这年头农村虽然包产到户,基本解决了温饱,但也仅仅是温饱。肉是不大容易吃得上的。加之张国栋又是这个情况,别人家办喜事,自然不希望有张国栋这么一个客人。万一在宴席上喊见了鬼,那情形多尴尬?因此,张大强两口子一般也不会带张国栋去吃席。就算是过年的时候,也尽量不带张国栋过去。
张国栋也不喜欢别人看他的那种怪怪的眼神,也宁可待在家里,自在。
但是每天炼功消耗大,又没有充足的肉食补充,张国栋整个人瘦得象根竹杆一样。
张孝分皱起了眉头:“你这样可不行。
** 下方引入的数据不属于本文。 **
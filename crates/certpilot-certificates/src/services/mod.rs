//! Operator-facing operations over the engine

pub mod certificate_service;
pub mod deploy_service;
pub mod task_service;

pub use certificate_service::{
    CertificateContent, CertificateService, CertificateStats, CreateCertificateRequest,
    CreatedCertificate, ImportCertificateRequest,
};
pub use deploy_service::DeployService;
pub use task_service::TaskService;
use certpilot_core::EncryptionService;
use clap::Args;
use colored::Colorize;

/// Prints a fresh key for `encryption_key` / CERTPILOT_ENCRYPTION_KEY
#[derive(Args)]
pub struct GenerateKeyCommand {
    /// Print only the key
    #[arg(long, short = 'q')]
    pub quiet: bool,
}

impl GenerateKeyCommand {
    pub fn execute(self) -> anyhow::Result<()> {
        let key = EncryptionService::generate_key();
        if self.quiet {
            println!("{}", key);
        } else {
            println!("{}", "Generated encryption key:".bright_white().bold());
            println!("  {}", key.bright_cyan());
            println!();
            println!("Store it as encryption_key in the config file or in CERTPILOT_ENCRYPTION_KEY.");
            println!("Secrets written with one key cannot be read with another.");
        }
        Ok(())
    }
}
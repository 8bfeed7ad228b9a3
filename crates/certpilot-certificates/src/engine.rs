//! Issuance workers and the auto-deploy cascade
//!
//! Every issuance runs as a spawned worker that owns one claimed task. The
//! task is claimed `pending` and moves to `running` once the worker holds a
//! slot. A worker never returns its error: outcomes land in the task row and
//! in the certificate's `status`/`last_error`.

use async_trait::async_trait;
use certpilot_core::{EngineConfig, UtcDateTime};
use certpilot_deployer::DeployTargetFactory;
use certpilot_dns::{DnsChallengeProvider, DnsError, DnsProviderService};
use std::future::Future;
use std::sync::Arc;
use std::time::Duration;
use tokio::sync::{OwnedSemaphorePermit, Semaphore};
use tokio::task::JoinHandle;
use tokio_util::sync::CancellationToken;
use tokio_util::task::TaskTracker;
use tracing::{debug, error, info, warn};

use crate::acme::{AcmeOrchestrator, AcmeRequest};
use crate::cloud::{ApplyStatus, CertificateBundle, CloudCaDirectory, CloudCertificateStatus, DnsValidationRecord};
use crate::errors::{CertificateError, CloudCaError};
use crate::models::*;
use crate::repository::{CertificateRepository, DeployConfigRepository, TaskRepository};
use crate::x509::issued_certificate;

pub const INTERRUPTED_MESSAGE: &str = "task interrupted by service restart, please re-run";

/// Source of DNS challenge responders by provider id
#[async_trait]
pub trait ChallengeProviders: Send + Sync {
    async fn challenge_provider(
        &self,
        provider_id: i32,
    ) -> Result<Arc<dyn DnsChallengeProvider>, DnsError>;
}

#[async_trait]
impl ChallengeProviders for DnsProviderService {
    async fn challenge_provider(
        &self,
        provider_id: i32,
    ) -> Result<Arc<dyn DnsChallengeProvider>, DnsError> {
        self.build_provider(provider_id).await
    }
}

#[derive(Debug, Clone)]
pub struct EngineSettings {
    /// Fallback contact for certificates without their own email
    pub acme_email: Option<String>,
    pub staging: bool,
    pub cloud_deadline: Duration,
    pub max_concurrent_workers: Option<usize>,
}

impl EngineSettings {
    pub fn from_config(config: &EngineConfig) -> Self {
        Self {
            acme_email: config.acme.email.clone().filter(|e| !e.trim().is_empty()),
            staging: config.acme.staging,
            cloud_deadline: config.scheduler.cloud_deadline(),
            max_concurrent_workers: config.scheduler.max_concurrent_workers,
        }
    }
}

impl Default for EngineSettings {
    fn default() -> Self {
        Self {
            acme_email: None,
            staging: false,
            cloud_deadline: Duration::from_secs(300),
            max_concurrent_workers: None,
        }
    }
}

/// Collaborators the engine drives
pub struct EngineDeps {
    pub certificates: Arc<dyn CertificateRepository>,
    pub tasks: Arc<dyn TaskRepository>,
    pub deploy_configs: Arc<dyn DeployConfigRepository>,
    pub dns: Arc<dyn ChallengeProviders>,
    pub acme: AcmeOrchestrator,
    pub cloud: Arc<dyn CloudCaDirectory>,
    pub deployers: Arc<dyn DeployTargetFactory>,
}

/// A claimed task and the worker processing it
pub struct Dispatched {
    pub task: RenewTask,
    pub handle: JoinHandle<()>,
}

/// Result of checking a pending cloud certificate
#[derive(Debug, Clone, PartialEq, Eq)]
pub enum CloudSyncOutcome {
    Issued,
    Pending(String),
    Failed(String),
}

#[derive(Debug, Clone, Default, PartialEq, Eq)]
pub struct DeployReport {
    pub deployed_to: Vec<String>,
    pub errors: Vec<String>,
}

enum CloudIssueOutcome {
    Issued,
    AwaitingValidation(DnsValidationRecord),
}

pub struct CertificateEngine {
    certificates: Arc<dyn CertificateRepository>,
    tasks: Arc<dyn TaskRepository>,
    deploy_configs: Arc<dyn DeployConfigRepository>,
    dns: Arc<dyn ChallengeProviders>,
    acme: AcmeOrchestrator,
    cloud: Arc<dyn CloudCaDirectory>,
    deployers: Arc<dyn DeployTargetFactory>,
    settings: EngineSettings,
    workers: Option<Arc<Semaphore>>,
    running: TaskTracker,
    shutdown: CancellationToken,
}
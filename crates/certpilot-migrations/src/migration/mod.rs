pub use sea_orm_migration::prelude::*;

mod m20260101_000001_initial_schema;
mod m20260101_000002_in_flight_task_index;

pub struct Migrator;

#[async_trait::async_trait]
impl MigratorTrait for Migrator {
    fn migrations() -> Vec<Box<dyn MigrationTrait>> {
        vec![
            Box::new(m20260101_000001_initial_schema::Migration),
            Box::new(m20260101_000002_in_flight_task_index::Migration),
        ]
    }
}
去找张易行,他怎么着也是你师兄。”
虽然不想认张易行这个不肖徒弟,但为了这个小徒弟,张孝分还是捏着鼻子认了。
“师父,你就不会教我一点本事,我自己赚钱吗?”张国栋问道。
“你一个几岁的小屁孩,谁会信你?张易行虽然是半罐水,但好歹年纪大,别人愿意信。”张孝分说道。
“那你教我一些法术,我去山里弄一头两头野猪回来,那不就能够天天吃肉了?”张国栋毕竟还是个小孩子。
张孝分笑了起来:“我怕你进山里还喂不饱一头野猪呢。”
张国栋最后还是找了张易行。张易行自然是不愿意的,如果师父真的还健在,让他孝敬师父,那他没有半点怨言。让他照顾师弟,他就老大不愿意了。
将来这师弟学到了本事,是要跟他抢饭碗的。
但是张易行不得不答应,他怕啊!张孝分当年的本事他是知道的,谁现在变成了保家仙,谁知道他会不会做些什么?
“我现在也弄不到什么钱,最多每个月拿出来五块钱给师弟。”张易行很为难地说道。
“五块钱就五块钱。”张孝分也不勉强。
一斤肉一两块钱一斤,五块钱最多是让张国栋一个月吃上几次肉。但也总比没有好。张国栋家里现在一个月也难得吃上一两回肉。